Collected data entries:
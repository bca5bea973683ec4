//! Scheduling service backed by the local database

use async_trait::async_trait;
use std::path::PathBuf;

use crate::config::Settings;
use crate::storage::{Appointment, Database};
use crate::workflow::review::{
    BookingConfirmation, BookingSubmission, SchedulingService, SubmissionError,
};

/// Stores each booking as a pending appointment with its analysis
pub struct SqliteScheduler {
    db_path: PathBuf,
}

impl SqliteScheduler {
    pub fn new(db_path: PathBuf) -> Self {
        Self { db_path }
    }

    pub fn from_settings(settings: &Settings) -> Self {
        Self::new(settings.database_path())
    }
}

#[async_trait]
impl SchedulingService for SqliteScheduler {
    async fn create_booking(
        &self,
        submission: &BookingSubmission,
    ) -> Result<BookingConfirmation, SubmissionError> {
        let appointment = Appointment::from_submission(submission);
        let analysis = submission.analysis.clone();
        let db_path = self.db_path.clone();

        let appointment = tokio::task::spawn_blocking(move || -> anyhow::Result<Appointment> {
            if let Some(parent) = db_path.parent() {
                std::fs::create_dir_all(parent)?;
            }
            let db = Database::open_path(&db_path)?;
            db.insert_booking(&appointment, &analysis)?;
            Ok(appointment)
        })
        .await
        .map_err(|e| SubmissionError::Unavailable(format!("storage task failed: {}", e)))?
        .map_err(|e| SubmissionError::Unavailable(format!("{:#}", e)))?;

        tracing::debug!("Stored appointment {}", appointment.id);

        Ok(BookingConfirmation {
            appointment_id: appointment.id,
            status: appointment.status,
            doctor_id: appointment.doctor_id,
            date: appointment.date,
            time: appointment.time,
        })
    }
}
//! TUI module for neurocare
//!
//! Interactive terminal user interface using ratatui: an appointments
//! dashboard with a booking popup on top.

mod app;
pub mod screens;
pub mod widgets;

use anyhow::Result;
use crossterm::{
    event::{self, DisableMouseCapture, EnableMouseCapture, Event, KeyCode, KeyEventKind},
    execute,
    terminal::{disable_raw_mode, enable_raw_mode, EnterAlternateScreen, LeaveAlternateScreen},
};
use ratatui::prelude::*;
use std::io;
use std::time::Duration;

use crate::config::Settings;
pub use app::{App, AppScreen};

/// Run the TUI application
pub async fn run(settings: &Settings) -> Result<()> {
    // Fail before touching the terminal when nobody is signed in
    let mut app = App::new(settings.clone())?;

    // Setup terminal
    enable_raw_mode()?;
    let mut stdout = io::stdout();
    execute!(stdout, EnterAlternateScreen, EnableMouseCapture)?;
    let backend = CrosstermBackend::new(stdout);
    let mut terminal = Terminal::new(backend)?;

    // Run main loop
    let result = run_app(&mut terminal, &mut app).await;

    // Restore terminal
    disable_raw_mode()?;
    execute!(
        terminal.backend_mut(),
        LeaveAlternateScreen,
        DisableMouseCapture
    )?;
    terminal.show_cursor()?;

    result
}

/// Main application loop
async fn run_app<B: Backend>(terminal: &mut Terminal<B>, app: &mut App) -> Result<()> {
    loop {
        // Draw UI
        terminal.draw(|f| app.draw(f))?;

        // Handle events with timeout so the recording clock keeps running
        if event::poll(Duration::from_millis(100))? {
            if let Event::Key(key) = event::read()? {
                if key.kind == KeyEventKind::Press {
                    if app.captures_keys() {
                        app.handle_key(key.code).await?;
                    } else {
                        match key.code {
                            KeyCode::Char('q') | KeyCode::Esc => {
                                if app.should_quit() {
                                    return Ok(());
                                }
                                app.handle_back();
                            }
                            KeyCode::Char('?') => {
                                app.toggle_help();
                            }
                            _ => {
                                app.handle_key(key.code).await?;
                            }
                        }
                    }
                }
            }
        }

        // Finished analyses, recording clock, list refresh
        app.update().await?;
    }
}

---

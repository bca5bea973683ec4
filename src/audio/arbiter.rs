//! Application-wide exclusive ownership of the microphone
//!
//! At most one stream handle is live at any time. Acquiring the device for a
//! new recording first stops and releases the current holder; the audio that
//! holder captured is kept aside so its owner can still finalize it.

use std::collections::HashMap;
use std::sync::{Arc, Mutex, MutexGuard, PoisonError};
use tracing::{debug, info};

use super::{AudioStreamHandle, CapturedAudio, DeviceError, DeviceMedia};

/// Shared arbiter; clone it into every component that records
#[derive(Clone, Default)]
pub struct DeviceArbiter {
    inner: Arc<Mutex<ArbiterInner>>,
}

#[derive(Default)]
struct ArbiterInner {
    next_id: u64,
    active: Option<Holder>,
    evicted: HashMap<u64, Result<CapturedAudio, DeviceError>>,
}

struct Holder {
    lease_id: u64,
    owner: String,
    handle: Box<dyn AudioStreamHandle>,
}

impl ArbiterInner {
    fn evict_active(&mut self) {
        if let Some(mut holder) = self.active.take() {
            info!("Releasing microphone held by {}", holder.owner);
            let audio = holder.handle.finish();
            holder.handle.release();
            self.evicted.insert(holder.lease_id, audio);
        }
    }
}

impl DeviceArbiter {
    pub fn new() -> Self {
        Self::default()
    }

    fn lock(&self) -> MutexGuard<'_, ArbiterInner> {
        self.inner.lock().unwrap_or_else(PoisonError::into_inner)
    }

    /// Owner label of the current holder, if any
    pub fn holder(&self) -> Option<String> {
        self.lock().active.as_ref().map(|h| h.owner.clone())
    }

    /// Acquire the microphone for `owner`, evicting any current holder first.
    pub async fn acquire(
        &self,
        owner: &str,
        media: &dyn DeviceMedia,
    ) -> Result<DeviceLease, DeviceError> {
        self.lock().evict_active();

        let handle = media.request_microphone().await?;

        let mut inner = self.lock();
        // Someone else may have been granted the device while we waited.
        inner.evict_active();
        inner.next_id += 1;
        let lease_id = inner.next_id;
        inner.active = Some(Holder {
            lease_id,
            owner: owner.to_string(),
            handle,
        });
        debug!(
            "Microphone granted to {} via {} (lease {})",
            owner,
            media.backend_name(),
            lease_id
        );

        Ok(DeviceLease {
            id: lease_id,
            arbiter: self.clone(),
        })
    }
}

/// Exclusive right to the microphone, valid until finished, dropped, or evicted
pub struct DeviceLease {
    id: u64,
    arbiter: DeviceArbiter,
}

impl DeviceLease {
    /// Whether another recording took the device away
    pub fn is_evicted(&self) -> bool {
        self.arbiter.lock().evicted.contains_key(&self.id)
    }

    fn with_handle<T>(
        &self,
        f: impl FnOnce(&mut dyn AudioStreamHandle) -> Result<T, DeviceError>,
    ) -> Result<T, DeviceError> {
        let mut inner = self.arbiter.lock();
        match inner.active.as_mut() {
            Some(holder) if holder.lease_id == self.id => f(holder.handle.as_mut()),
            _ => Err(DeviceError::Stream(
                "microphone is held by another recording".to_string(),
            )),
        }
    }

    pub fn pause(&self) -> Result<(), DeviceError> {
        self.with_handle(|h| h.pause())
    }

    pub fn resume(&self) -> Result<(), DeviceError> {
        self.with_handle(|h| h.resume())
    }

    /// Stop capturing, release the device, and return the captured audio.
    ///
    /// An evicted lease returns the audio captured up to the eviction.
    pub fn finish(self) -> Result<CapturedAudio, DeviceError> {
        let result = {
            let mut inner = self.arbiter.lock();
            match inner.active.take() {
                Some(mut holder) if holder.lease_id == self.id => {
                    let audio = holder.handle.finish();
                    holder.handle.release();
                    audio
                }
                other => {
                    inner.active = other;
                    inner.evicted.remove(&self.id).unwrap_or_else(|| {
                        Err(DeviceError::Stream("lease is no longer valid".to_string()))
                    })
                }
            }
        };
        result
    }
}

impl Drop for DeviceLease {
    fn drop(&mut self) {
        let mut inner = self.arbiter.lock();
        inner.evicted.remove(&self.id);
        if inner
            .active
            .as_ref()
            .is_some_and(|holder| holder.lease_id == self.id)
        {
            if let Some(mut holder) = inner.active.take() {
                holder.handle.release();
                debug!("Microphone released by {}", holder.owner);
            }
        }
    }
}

--

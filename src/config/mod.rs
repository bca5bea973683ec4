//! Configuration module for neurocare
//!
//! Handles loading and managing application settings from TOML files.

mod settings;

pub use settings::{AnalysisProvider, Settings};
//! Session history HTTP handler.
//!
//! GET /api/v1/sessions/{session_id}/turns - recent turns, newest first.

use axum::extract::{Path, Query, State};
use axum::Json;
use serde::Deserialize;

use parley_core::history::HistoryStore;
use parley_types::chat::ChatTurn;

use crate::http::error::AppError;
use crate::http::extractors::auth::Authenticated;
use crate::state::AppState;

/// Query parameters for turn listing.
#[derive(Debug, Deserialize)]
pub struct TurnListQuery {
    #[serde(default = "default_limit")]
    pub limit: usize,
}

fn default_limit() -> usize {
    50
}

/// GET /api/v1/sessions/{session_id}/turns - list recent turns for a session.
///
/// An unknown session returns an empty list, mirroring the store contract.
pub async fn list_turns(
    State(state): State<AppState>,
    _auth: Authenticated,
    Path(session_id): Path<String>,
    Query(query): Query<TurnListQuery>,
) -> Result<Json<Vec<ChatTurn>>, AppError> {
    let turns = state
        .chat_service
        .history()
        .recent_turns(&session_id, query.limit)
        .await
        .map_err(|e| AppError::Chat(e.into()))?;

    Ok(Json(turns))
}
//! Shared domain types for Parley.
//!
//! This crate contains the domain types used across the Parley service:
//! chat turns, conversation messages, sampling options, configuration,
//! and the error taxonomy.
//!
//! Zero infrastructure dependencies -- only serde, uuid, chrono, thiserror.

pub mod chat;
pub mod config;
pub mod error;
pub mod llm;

▸ **Task**: Both the line containing "for a session." and the line containing "pub mod llm;" belong in the answer. Print them and every line above that falls between them exactly, and no others.

▸ **Response below**:
/// GET /api/v1/sessions/{session_id}/turns - list recent turns for a session.
///
/// An unknown session returns an empty list, mirroring the store contract.
pub async fn list_turns(
    State(state): State<AppState>,
    _auth: Authenticated,
    Path(session_id): Path<String>,
    Query(query): Query<TurnListQuery>,
) -> Result<Json<Vec<ChatTurn>>, AppError> {
    let turns = state
        .chat_service
        .history()
        .recent_turns(&session_id, query.limit)
        .await
        .map_err(|e| AppError::Chat(e.into()))?;

    Ok(Json(turns))
}
//! Shared domain types for Parley.
//!
//! This crate contains the domain types used across the Parley service:
//! chat turns, conversation messages, sampling options, configuration,
//! and the error taxonomy.
//!
//! Zero infrastructure dependencies -- only serde, uuid, chrono, thiserror.

pub mod chat;
pub mod config;
pub mod error;
pub mod llm;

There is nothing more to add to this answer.